Find every line in the records below that holds the word "plus", and copy each one.

══ DATA EXTRACTS

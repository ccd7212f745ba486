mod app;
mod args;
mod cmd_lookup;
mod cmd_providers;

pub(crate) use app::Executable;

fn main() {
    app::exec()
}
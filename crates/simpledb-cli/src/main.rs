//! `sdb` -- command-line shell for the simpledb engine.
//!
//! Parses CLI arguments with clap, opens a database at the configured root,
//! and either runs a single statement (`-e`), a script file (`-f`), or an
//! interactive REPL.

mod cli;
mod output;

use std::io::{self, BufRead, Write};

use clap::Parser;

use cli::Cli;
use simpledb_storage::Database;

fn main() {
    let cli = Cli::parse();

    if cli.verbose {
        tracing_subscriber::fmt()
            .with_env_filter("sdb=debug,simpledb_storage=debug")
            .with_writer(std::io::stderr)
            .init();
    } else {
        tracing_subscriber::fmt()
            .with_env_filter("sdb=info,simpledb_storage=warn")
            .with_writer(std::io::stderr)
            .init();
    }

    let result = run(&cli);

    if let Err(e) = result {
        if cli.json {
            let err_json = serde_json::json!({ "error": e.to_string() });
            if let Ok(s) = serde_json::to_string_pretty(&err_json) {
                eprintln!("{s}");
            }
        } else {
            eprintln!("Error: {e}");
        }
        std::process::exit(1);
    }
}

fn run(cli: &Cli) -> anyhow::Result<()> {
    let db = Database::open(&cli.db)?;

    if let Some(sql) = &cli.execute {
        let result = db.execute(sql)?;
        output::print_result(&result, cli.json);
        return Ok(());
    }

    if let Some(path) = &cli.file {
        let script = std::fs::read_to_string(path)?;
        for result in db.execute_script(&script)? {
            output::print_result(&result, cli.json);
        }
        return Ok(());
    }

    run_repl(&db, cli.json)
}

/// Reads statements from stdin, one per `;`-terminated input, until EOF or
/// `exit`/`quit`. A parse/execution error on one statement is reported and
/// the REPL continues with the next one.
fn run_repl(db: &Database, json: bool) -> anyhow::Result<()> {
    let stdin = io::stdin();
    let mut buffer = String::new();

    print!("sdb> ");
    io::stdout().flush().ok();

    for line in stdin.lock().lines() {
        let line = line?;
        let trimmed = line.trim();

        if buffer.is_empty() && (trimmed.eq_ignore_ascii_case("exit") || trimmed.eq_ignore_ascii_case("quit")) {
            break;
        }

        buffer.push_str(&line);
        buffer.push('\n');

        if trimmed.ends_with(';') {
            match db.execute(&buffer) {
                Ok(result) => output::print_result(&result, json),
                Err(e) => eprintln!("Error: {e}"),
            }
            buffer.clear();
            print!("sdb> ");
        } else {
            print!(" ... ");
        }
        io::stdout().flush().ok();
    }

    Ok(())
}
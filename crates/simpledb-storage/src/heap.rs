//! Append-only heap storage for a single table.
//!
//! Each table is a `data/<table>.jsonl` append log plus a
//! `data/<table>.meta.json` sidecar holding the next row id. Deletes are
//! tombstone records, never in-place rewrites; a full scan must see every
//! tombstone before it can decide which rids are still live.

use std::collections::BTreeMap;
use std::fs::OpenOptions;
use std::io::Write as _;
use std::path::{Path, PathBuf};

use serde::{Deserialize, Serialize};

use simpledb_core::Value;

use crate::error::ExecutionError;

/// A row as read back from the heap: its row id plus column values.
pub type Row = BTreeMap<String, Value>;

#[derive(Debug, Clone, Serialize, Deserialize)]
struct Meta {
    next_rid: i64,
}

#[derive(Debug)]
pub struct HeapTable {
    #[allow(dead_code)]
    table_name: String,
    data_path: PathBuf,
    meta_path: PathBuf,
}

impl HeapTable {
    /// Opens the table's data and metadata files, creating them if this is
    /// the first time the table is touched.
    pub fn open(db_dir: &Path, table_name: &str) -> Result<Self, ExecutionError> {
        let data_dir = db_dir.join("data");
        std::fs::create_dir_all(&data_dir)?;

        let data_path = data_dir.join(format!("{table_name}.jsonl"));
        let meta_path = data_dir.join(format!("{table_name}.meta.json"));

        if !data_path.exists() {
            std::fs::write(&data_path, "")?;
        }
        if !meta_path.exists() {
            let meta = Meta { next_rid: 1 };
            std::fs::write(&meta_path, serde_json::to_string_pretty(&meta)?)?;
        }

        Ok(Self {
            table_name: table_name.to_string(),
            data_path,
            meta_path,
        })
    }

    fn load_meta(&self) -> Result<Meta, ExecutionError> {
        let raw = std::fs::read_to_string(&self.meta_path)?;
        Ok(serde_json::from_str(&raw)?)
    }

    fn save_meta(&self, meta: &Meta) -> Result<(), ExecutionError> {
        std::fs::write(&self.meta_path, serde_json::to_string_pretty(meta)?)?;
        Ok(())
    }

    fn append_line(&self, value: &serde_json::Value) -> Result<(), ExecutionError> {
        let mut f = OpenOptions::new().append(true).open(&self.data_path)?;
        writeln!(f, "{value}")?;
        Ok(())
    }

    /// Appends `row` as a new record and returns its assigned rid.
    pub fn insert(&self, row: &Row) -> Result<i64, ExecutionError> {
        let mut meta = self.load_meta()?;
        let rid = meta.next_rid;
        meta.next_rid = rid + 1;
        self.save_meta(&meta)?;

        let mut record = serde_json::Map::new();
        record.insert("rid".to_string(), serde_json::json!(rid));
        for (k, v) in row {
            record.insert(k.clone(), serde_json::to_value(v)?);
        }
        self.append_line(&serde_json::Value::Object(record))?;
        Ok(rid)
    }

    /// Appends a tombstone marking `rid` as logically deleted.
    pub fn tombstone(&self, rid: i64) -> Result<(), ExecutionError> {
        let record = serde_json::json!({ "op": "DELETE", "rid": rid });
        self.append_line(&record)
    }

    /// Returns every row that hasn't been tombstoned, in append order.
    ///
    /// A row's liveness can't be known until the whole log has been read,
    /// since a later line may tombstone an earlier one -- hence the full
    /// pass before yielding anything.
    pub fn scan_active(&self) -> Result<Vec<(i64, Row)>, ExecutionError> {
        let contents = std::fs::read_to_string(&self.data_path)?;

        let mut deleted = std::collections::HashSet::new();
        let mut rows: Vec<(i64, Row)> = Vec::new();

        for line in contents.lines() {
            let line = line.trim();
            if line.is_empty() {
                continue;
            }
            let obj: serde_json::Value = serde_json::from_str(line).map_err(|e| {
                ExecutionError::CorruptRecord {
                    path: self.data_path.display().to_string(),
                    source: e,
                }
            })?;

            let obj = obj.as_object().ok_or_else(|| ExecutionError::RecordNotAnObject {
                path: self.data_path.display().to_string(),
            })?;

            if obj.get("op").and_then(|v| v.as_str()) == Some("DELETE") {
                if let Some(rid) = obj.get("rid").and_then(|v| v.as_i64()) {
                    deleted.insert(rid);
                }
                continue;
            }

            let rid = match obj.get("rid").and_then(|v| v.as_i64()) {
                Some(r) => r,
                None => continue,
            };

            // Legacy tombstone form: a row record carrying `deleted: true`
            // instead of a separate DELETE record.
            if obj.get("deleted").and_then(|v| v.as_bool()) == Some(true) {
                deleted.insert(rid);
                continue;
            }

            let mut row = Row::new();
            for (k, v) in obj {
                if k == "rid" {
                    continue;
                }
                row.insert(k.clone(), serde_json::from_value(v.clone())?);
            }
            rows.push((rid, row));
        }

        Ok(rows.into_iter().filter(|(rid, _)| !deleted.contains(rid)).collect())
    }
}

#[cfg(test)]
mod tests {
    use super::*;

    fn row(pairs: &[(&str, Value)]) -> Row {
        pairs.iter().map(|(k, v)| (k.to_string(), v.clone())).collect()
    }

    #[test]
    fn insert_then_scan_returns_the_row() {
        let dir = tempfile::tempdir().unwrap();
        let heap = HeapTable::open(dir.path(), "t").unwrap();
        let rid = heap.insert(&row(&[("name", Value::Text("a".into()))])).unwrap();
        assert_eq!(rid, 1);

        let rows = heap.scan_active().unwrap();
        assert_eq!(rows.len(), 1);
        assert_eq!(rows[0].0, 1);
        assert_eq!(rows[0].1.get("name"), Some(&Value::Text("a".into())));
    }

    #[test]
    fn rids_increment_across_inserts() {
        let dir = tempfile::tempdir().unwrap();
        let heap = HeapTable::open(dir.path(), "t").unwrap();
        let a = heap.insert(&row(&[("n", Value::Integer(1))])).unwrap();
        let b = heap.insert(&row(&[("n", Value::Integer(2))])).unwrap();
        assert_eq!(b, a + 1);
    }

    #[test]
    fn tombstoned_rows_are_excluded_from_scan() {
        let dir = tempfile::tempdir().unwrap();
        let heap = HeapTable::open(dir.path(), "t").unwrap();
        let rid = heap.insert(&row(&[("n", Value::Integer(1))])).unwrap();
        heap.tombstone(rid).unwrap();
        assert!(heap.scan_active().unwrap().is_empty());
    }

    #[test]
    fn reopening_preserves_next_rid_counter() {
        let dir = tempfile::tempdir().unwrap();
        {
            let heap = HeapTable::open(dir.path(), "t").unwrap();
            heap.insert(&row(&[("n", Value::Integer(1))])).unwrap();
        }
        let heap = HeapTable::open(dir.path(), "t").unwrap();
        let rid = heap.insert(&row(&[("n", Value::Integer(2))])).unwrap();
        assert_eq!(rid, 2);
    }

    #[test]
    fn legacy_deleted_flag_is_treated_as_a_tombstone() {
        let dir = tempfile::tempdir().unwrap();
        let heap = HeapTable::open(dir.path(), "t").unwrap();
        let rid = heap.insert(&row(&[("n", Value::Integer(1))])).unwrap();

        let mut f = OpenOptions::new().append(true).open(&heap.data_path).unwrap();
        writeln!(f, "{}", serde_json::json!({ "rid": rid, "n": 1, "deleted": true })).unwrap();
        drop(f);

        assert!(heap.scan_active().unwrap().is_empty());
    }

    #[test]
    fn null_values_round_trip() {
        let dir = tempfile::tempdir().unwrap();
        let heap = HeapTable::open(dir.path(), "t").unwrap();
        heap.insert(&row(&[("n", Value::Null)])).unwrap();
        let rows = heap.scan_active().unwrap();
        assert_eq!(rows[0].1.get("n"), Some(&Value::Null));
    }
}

════

ANSWER BOX:
//! Each table is a `data/<table>.jsonl` append log plus a
/// A row as read back from the heap: its row id plus column values.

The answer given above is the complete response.